◆ Listed entries
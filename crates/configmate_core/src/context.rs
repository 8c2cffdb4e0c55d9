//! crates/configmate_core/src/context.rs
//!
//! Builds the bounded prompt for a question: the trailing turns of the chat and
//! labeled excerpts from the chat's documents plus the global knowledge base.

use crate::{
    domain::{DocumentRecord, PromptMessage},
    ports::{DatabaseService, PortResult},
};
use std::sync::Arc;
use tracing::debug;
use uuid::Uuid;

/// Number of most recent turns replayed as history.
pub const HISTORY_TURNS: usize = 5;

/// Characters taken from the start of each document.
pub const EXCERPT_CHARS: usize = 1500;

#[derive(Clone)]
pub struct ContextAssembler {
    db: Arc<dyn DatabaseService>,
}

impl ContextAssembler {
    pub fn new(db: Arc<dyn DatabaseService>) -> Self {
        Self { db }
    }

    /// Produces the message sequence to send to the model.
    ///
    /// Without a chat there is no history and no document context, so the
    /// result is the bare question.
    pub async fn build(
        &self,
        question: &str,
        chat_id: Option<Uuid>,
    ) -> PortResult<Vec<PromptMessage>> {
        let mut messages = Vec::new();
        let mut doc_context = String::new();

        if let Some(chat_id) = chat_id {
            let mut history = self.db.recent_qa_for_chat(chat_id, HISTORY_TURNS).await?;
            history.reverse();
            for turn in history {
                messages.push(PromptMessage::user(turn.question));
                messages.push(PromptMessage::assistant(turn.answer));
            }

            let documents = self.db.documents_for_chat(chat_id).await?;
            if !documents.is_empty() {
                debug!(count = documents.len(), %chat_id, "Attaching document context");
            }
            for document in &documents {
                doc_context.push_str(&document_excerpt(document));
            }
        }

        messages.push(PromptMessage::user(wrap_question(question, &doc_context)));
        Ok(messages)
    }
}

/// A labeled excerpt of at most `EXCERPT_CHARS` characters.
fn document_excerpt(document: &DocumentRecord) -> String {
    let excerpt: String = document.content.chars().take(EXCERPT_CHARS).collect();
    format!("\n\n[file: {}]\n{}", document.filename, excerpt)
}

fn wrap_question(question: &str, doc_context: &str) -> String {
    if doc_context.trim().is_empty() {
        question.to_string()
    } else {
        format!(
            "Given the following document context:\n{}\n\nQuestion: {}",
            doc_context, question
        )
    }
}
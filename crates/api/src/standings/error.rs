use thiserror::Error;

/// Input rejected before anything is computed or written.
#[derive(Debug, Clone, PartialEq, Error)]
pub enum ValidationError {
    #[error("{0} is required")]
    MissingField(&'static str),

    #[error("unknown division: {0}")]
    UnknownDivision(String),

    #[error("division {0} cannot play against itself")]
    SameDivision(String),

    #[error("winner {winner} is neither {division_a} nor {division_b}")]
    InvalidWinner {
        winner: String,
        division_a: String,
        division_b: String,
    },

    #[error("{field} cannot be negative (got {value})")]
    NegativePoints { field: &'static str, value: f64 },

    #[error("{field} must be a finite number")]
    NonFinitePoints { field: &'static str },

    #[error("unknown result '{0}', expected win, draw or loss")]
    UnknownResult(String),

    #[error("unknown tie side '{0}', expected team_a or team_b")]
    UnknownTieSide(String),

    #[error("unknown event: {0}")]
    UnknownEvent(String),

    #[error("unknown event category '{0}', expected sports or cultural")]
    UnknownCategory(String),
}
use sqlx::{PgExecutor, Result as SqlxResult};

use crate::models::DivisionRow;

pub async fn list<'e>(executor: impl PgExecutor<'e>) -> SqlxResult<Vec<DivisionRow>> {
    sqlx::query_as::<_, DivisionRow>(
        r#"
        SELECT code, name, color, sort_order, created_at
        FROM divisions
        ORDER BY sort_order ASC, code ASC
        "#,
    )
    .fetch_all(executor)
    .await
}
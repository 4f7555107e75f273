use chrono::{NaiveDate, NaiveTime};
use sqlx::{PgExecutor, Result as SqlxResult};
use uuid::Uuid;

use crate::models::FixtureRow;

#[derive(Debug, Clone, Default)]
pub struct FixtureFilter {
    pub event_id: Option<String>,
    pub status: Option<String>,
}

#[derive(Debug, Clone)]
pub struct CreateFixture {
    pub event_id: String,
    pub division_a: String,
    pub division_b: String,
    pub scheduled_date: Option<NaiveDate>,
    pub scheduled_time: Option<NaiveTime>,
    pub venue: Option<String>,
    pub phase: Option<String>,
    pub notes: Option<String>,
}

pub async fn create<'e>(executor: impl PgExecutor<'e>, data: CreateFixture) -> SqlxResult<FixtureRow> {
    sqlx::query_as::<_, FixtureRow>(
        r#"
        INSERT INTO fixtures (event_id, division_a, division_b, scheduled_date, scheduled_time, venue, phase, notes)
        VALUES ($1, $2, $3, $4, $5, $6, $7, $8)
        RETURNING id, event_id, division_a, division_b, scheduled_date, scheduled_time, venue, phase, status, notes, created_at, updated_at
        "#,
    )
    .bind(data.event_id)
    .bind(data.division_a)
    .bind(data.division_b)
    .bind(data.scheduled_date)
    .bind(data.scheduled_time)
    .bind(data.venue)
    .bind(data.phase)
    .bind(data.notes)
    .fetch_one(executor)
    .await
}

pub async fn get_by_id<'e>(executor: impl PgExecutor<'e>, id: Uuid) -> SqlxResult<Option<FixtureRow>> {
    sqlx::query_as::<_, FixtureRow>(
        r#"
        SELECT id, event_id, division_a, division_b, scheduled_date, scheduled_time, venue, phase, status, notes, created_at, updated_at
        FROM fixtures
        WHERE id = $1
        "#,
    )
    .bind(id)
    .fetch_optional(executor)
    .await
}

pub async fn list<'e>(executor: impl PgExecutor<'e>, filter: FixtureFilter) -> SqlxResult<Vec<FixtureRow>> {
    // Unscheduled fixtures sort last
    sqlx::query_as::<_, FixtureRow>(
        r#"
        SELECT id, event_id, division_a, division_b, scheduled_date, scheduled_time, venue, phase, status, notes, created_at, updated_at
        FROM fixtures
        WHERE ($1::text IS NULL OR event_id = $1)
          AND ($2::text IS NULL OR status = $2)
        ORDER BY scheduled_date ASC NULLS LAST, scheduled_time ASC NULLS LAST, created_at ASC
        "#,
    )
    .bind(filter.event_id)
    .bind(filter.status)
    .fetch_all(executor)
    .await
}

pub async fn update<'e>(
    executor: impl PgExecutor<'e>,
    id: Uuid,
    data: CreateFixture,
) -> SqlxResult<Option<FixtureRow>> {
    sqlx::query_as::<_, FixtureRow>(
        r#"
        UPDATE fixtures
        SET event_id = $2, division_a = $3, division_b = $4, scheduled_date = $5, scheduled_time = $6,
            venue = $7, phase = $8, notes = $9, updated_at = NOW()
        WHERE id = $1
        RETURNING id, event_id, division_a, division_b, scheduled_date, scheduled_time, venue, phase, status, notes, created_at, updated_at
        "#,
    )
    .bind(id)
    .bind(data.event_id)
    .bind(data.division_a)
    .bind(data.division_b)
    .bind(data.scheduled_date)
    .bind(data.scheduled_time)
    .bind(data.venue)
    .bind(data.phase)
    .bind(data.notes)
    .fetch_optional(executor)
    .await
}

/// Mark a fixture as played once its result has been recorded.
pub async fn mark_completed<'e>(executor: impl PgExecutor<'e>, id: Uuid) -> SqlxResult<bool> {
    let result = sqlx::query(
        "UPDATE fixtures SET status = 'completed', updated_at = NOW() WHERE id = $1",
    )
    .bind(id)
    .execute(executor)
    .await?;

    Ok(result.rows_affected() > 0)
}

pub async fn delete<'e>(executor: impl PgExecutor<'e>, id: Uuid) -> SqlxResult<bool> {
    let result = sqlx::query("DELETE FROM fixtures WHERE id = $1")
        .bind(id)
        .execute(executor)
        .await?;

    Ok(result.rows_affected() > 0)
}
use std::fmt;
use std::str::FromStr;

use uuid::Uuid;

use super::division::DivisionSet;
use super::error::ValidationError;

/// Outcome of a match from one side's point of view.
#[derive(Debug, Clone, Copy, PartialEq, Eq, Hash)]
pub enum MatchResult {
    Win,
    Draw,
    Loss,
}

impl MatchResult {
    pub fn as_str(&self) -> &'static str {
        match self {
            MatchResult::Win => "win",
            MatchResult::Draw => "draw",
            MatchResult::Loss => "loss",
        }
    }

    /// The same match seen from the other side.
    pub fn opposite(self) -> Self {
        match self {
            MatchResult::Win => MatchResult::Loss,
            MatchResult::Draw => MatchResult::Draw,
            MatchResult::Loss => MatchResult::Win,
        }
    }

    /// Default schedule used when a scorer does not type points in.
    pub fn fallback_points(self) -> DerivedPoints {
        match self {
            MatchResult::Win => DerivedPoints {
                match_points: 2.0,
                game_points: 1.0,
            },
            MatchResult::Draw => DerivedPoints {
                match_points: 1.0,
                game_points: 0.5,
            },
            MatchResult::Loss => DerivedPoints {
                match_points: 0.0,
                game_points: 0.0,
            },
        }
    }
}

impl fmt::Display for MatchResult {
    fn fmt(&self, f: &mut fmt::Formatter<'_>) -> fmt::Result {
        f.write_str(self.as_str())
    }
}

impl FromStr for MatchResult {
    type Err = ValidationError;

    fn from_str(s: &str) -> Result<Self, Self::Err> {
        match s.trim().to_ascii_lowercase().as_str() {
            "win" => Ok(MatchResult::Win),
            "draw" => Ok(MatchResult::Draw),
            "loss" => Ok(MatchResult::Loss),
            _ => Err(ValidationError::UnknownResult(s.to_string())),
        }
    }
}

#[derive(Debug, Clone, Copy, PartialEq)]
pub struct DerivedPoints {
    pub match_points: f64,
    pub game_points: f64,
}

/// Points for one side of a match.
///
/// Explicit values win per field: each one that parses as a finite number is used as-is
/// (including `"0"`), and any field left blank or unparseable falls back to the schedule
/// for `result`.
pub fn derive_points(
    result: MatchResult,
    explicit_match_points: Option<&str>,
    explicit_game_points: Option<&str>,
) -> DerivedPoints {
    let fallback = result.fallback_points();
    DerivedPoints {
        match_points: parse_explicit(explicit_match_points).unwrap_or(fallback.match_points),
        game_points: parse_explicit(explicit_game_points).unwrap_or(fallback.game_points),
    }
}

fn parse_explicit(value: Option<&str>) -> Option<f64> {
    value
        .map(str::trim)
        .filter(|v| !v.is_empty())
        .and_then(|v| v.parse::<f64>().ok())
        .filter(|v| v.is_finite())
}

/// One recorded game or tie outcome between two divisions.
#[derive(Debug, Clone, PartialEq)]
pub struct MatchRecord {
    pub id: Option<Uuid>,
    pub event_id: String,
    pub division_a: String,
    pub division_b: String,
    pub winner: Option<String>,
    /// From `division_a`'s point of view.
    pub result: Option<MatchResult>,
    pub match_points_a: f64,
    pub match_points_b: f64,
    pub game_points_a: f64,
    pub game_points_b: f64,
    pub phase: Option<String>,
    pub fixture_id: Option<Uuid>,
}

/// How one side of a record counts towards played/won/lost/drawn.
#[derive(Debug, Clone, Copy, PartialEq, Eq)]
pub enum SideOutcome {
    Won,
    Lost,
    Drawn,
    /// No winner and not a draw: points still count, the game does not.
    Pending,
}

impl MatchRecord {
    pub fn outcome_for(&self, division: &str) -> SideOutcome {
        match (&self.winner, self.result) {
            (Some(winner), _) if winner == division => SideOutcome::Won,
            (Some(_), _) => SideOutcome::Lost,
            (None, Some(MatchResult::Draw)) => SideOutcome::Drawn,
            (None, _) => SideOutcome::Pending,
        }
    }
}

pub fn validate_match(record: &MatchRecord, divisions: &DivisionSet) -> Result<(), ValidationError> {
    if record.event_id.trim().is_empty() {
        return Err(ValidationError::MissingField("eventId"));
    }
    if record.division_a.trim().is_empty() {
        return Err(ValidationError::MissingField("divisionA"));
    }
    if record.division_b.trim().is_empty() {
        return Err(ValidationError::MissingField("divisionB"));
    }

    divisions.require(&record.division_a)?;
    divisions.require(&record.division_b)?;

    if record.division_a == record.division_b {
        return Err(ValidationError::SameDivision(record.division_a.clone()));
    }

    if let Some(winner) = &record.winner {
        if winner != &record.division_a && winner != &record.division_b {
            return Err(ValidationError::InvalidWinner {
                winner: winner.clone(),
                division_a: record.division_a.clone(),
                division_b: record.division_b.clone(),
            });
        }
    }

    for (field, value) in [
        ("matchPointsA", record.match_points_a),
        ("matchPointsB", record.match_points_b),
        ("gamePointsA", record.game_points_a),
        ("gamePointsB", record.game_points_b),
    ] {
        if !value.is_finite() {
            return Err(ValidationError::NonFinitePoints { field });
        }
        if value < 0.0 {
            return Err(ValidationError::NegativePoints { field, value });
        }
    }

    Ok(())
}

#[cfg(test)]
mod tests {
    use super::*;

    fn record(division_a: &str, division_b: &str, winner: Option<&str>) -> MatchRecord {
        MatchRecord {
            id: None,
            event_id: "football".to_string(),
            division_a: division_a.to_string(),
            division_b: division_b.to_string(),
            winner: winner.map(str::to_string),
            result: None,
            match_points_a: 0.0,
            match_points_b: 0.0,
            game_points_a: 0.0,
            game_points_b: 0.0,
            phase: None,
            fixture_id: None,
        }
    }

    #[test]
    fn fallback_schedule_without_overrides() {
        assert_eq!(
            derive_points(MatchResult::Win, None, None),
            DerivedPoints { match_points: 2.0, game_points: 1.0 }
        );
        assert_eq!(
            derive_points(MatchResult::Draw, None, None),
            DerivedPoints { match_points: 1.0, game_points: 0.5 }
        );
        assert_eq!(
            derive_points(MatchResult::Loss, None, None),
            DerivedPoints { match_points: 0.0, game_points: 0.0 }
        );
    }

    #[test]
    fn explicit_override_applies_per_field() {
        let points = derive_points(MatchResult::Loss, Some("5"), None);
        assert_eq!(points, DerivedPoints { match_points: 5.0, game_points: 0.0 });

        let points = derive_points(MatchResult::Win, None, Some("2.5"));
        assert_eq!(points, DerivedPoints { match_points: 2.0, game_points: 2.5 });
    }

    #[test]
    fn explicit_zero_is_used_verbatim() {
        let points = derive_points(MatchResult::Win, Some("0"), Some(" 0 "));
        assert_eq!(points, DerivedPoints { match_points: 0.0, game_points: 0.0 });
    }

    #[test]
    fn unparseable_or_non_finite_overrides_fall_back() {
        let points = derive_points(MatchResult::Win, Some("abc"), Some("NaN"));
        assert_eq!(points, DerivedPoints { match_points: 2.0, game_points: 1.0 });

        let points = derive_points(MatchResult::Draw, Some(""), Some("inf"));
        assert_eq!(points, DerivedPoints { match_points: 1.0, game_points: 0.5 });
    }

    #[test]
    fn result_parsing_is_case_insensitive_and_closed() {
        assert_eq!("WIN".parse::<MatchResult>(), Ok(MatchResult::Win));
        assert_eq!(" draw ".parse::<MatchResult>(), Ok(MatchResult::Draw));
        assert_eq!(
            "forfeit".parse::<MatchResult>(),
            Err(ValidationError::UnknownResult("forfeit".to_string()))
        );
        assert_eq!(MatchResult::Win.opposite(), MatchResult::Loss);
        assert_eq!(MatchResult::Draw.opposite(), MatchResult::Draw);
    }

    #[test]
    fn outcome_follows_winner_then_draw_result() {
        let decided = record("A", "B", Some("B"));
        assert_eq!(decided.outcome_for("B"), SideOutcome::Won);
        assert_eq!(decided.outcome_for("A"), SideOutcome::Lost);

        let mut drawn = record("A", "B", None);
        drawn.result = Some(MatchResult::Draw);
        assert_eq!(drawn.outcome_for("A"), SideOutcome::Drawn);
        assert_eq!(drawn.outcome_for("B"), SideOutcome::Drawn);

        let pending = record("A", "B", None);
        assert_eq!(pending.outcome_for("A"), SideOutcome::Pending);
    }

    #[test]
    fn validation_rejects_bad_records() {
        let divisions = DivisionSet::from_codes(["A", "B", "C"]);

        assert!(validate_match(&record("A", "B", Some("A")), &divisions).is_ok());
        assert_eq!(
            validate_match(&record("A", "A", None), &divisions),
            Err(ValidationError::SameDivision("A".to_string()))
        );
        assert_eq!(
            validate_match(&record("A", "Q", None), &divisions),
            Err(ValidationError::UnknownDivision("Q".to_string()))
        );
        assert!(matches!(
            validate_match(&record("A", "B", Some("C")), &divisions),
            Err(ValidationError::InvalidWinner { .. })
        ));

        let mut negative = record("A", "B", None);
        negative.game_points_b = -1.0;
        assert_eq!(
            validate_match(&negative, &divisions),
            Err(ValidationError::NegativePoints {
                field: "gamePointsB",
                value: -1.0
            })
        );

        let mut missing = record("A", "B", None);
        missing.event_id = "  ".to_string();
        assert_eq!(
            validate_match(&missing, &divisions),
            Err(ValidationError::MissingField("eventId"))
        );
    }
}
* * *
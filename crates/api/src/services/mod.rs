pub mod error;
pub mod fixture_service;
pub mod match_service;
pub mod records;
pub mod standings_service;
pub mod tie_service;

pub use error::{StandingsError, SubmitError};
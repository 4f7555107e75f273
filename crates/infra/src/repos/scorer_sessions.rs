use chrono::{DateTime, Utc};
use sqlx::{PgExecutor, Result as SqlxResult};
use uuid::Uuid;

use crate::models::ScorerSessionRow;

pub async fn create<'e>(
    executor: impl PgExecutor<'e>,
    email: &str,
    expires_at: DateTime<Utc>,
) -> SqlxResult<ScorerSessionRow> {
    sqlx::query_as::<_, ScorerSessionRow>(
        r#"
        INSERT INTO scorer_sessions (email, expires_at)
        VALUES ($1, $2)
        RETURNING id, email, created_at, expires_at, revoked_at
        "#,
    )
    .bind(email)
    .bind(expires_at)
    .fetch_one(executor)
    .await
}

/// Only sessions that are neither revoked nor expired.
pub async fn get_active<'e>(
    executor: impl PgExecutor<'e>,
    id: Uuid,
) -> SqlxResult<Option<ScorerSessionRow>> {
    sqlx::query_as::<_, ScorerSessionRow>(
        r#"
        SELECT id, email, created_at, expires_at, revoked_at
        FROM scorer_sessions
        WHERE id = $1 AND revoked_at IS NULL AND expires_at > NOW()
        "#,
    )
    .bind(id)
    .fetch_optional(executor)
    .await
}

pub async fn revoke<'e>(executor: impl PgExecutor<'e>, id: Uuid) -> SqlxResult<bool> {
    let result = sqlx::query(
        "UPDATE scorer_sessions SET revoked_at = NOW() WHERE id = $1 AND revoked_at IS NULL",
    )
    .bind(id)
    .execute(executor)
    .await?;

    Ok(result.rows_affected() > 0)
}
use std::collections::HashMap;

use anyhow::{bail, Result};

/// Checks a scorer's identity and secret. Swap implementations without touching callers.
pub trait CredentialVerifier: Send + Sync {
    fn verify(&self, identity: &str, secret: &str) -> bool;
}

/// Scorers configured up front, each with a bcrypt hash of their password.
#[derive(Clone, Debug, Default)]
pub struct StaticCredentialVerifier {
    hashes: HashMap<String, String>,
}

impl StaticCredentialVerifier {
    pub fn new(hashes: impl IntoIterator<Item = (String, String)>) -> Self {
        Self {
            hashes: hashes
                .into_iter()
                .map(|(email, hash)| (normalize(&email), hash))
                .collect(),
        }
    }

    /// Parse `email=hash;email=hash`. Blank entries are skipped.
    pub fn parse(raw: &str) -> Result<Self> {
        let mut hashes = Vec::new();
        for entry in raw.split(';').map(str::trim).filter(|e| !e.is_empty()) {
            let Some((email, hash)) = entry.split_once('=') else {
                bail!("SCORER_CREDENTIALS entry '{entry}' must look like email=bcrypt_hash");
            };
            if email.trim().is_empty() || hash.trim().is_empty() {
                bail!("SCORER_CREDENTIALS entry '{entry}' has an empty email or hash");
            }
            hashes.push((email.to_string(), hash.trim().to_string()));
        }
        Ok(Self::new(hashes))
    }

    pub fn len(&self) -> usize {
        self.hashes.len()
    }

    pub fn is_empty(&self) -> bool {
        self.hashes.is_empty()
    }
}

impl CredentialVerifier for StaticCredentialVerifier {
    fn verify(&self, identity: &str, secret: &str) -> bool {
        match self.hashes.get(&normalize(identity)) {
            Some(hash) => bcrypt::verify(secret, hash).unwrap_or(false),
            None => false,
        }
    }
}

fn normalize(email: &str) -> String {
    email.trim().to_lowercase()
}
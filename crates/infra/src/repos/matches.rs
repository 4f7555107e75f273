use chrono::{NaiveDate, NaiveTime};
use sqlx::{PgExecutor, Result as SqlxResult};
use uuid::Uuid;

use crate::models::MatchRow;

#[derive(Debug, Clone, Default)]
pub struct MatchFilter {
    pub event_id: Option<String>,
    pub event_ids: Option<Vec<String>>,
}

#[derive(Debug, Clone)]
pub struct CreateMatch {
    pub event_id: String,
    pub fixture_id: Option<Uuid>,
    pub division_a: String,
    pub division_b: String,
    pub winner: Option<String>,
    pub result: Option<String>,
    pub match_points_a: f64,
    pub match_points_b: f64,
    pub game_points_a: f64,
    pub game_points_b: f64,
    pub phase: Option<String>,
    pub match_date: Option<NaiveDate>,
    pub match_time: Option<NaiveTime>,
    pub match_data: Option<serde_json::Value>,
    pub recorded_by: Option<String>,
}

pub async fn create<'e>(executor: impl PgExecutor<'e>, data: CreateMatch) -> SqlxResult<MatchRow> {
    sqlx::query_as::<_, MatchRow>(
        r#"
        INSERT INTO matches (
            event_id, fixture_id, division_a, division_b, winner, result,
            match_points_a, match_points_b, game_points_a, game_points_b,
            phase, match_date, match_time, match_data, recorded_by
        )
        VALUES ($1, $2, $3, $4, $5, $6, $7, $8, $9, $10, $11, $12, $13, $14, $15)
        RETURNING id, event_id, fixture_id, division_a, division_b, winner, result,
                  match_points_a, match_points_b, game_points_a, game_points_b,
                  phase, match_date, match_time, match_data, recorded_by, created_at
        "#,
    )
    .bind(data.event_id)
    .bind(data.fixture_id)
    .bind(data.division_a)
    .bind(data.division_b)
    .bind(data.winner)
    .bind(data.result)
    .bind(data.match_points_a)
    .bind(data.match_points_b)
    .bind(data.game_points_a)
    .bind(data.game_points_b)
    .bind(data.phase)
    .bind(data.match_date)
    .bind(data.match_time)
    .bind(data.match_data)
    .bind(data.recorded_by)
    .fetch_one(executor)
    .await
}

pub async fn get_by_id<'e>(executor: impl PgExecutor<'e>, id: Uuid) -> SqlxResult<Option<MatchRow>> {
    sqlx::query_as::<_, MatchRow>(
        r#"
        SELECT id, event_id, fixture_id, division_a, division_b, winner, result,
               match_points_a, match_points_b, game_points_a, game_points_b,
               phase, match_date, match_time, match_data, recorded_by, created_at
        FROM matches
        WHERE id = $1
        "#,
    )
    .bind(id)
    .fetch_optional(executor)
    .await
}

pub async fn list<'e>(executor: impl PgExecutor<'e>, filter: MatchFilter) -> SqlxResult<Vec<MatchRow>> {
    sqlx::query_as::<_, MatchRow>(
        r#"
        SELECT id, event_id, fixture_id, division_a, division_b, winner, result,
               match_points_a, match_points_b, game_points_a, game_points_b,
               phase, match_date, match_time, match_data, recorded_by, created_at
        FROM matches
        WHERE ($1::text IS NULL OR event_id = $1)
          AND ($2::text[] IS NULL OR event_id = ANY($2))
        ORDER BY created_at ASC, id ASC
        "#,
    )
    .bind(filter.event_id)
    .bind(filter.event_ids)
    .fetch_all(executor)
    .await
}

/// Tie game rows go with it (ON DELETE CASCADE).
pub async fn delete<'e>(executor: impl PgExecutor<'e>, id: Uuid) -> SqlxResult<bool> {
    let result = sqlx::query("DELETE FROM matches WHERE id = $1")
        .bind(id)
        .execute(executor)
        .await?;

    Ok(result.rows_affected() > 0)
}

◆ About this exercise
From the material above, set down exactly the lines starting at the one with "filename crates/configmate_core/src/context.rs" and ending at the one with "use tracing::debug;", end lines included.

◆ Output for this exercise
filename crates/configmate_core/src/context.rs
repository 8c2cffdb4e0c55d9
//! crates/configmate_core/src/context.rs
//!
//! Builds the bounded prompt for a question: the trailing turns of the chat and
//! labeled excerpts from the chat's documents plus the global knowledge base.

use crate::{
    domain::{DocumentRecord, PromptMessage},
    ports::{DatabaseService, PortResult},
};
use std::sync::Arc;
use tracing::debug;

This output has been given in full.